Malengo’s migration program: A promising way to increase incomes

The income someone can expect to earn varies widely based on where they live. Around the world, millions of people move from lower-wage to higher-wage areas, either within their home countries or outside them, in hopes of making a better living for themselves and their families.

Many students from lower-income countries would like to go to universities in high-income countries, but can’t afford to do so. They may also lack the non-financial support and mentorship they would need to successfully complete a degree in a foreign country. Malengo’s flagship program enables Ugandan students to attend university in Germany. It provides support including:

  • Tutoring and funding to apply for university
  • Assistance in obtaining a student visa
  • Funding for first-year housing, living expenses, and travel to and from Germany
  • Mentorship and other support for students’ well-being and personal development
  • Connection to the Malengo community of students

We believe attending university in Germany gives participants a substantial income boost relative to what most could expect to earn if they stayed in Uganda. The funding from GiveWell and Open Philanthropy will contribute to approximately one hundred more students taking advantage of that opportunity.

Some evidence also suggests that migration generates positive spillover effects in migrants’ home countries. For example, migrants might send remittance payments back to family members and inspire increased educational attainment among their family members.. Malengo shares its view of the evidence for returns to educational migration on this page; we haven’t reviewed this material in-depth.

Our central cost-effectiveness estimate places Malengo below our cost-effectiveness bar, but under optimistic-yet-reasonable assumptions, it could exceed our bar. This analysis is preliminary and shouldn’t be directly compared to more well-developed estimates like those for our top charities, but developing it helped us get a sense of Malengo’s potential impact and the most important drivers of its cost-effectiveness.

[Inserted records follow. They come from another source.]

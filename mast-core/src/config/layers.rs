//! Tiered configuration documents
//!
//! A unit's configuration is assembled from several TOML documents merged in
//! priority order:
//!
//! 1. built-in defaults ([`DEFAULT_CONFIG`])
//! 2. the site file shared by every unit (`mast.toml`)
//! 3. the host file for one unit (`<unit>.toml`, next to the site file)
//!
//! Tables are merged recursively; any non-table value in a higher tier
//! replaces the lower one.

use std::path::{Path, PathBuf};

use toml::{Table, Value};

use super::unit_config::UnitConfig;
use crate::error::{MastError, Result};

/// Built-in defaults, the lowest configuration tier.
pub const DEFAULT_CONFIG: &str = r#"
[global]
top_folder = "C:/MAST"
log_level = "debug"

[server]
listen_on = "0.0.0.0"
port = 8000

[solver]
install_dir = 'C:\Program Files (x86)\PlaneWave Instruments\ps3cli'
executable = "ps3cli-20240829.exe"
host = "127.0.0.1"
port = 9896
startup_timeout = 30
autostart = true

[camera]
temp_check_interval = 15

[power_switch]
port = 80
userid = "admin"
password = "1234"
timeout = 2
cycle_time = 3
delay_after_on = 3
"#;

/// One layer of configuration
#[derive(Debug, Clone)]
pub struct ConfigTier {
    /// Human-readable tier name ("defaults", "site", "host")
    pub name: String,
    /// File the tier was read from, if any
    pub source: Option<PathBuf>,
    /// Parsed document
    pub table: Table,
}

/// Ordered stack of configuration tiers, lowest priority first
#[derive(Debug, Clone, Default)]
pub struct LayeredConfig {
    tiers: Vec<ConfigTier>,
}

impl LayeredConfig {
    /// An empty stack with no tiers at all.
    pub fn new() -> Self {
        Self::default()
    }

    /// A stack holding only the built-in defaults.
    pub fn with_defaults() -> Self {
        let mut layers = Self::new();
        let table: Table = DEFAULT_CONFIG
            .parse()
            .unwrap_or_else(|e| panic!("built-in default configuration is invalid: {}", e));
        layers.tiers.push(ConfigTier {
            name: "defaults".to_string(),
            source: None,
            table,
        });
        layers
    }

    /// Parse `content` and push it as the highest-priority tier.
    pub fn push_str(
        &mut self,
        name: impl Into<String>,
        source: Option<&Path>,
        content: &str,
    ) -> Result<()> {
        let table: Table = toml::from_str(content).map_err(|e| MastError::ConfigParse {
            path: source
                .map(Path::to_path_buf)
                .unwrap_or_else(|| PathBuf::from("<inline>")),
            source: e,
        })?;
        self.tiers.push(ConfigTier {
            name: name.into(),
            source: source.map(Path::to_path_buf),
            table,
        });
        Ok(())
    }

    /// Read `path` and push it as a tier. Missing files are skipped.
    ///
    /// Returns whether the file was present.
    pub fn push_optional_file(&mut self, name: impl Into<String>, path: &Path) -> Result<bool> {
        let content = match std::fs::read_to_string(path) {
            Ok(content) => content,
            Err(e) if e.kind() == std::io::ErrorKind::NotFound => return Ok(false),
            Err(e) => {
                return Err(MastError::ConfigRead {
                    path: path.to_path_buf(),
                    source: e,
                })
            }
        };
        self.push_str(name, Some(path), &content)?;
        Ok(true)
    }

    /// Defaults, then the site file, then the host file for `unit`.
    ///
    /// Both files are optional.
    pub fn load(site_config: &Path, unit: &str) -> Result<Self> {
        let mut layers = Self::with_defaults();
        layers.push_optional_file("site", site_config)?;
        layers.push_optional_file("host", &super::host_config_path(site_config, unit))?;
        Ok(layers)
    }

    /// Tiers in priority order (lowest first).
    pub fn tiers(&self) -> &[ConfigTier] {
        &self.tiers
    }

    /// Files that contributed to this configuration.
    pub fn sources(&self) -> Vec<&Path> {
        self.tiers
            .iter()
            .filter_map(|tier| tier.source.as_deref())
            .collect()
    }

    /// Merge every tier into a single document.
    pub fn merged(&self) -> Table {
        let mut merged = Table::new();
        for tier in &self.tiers {
            deep_merge(&mut merged, &tier.table);
        }
        merged
    }

    /// Merge all tiers and specialize the result for `unit`.
    ///
    /// A document that does not match the model is reported against the
    /// first tier whose merge makes it fail.
    pub fn resolve(&self, unit: &str) -> Result<UnitConfig> {
        UnitConfig::from_table(self.merged(), unit).map_err(|e| match e {
            MastError::ConfigParse { source, .. } => MastError::ConfigParse {
                path: self.failing_tier(unit),
                source,
            },
            other => other,
        })
    }

    fn failing_tier(&self, unit: &str) -> PathBuf {
        let mut merged = Table::new();
        for tier in &self.tiers {
            deep_merge(&mut merged, &tier.table);
            if UnitConfig::from_table(merged.clone(), unit).is_err() {
                return tier
                    .source
                    .clone()
                    .unwrap_or_else(|| PathBuf::from(format!("<{}>", tier.name)));
            }
        }
        PathBuf::from("<merged>")
    }
}

/// Recursively merge `overlay` into `base`.
///
/// Tables present on both sides are merged key by key; everything else in
/// `overlay` replaces what `base` had.
pub fn deep_merge(base: &mut Table, overlay: &Table) {
    for (key, value) in overlay {
        match (base.get_mut(key), value) {
            (Some(Value::Table(base_table)), Value::Table(overlay_table)) => {
                deep_merge(base_table, overlay_table);
            }
            _ => {
                base.insert(key.clone(), value.clone());
            }
        }
    }
}
//! Configuration management module
//!
//! Loads the tiered unit configuration from disk at startup.

mod runtime_config;

pub(crate) use runtime_config::RuntimeConfig;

Malengo’s financial sustainability

Malengo is currently at a tricky stage in its development: several cohorts of students have begun attending school in Germany, but none have yet graduated. Malengo hopes to become financially sustainable with minimal philanthropic support once students from its earlier cohorts graduate and begin earning incomes.

Students who graduate and earn a relatively high income will give a portion of their earnings back to Malengo, up to a certain amount, via an income-sharing agreement. That way, former students would “pay it forward” and enable Malengo to support future students. Malengo expects it will have an easier time attracting private investors once students start to contribute to Malengo via this agreement.

Providing funding at this stage seemed especially promising because it may help support Malengo through this period, thereby helping the program survive and support more cohorts of students even after the grant period ends.

We wouldn’t want to see Malengo shut down before it has a chance to test out its theory of change, so we decided to take advantage of the opportunity to fund these critical years. If Malengo does become financially sustainable, this would be a leveraged opportunity by which our funding enables impact for years to come.

Co-funding with Open Philanthropy

We and Open Philanthropy decided to co-fund this grant (each contributing up to $750,000). We were both in conversation with Malengo, and since we were both interested in supporting it, we decided to split the funding opportunity equally. Co-funding with Open Philanthropy provides an opportunity for us to learn more about each other’s approaches to grantmaking and home in on key areas of disagreement. We compared our rough initial estimates of Malengo’s cost-effectiveness and noted that we had different subjective assessments of the probability that Malengo scholars would work in Germany or another high-income country after graduation, which is a key driver of benefits. Over the course of this grant, we will update this parameter as Malengo cohorts begin to graduate.

What we hope to learn next

We think Malengo’s program is promising, but it’s a relatively new program and we don’t know as much about it as we’d like to. In order to determine whether to fund it at a higher level (if it continued to need philanthropic funding), we’d want to form a more confident view about its impact. Malengo is running a randomized trial comparing students who enroll in the program to equally qualified students who did not receive a slot via the lottery system Malengo uses. The trial should provide rigorous estimates of Malengo’s effect on outcomes like income, remittances, and psychological well-being.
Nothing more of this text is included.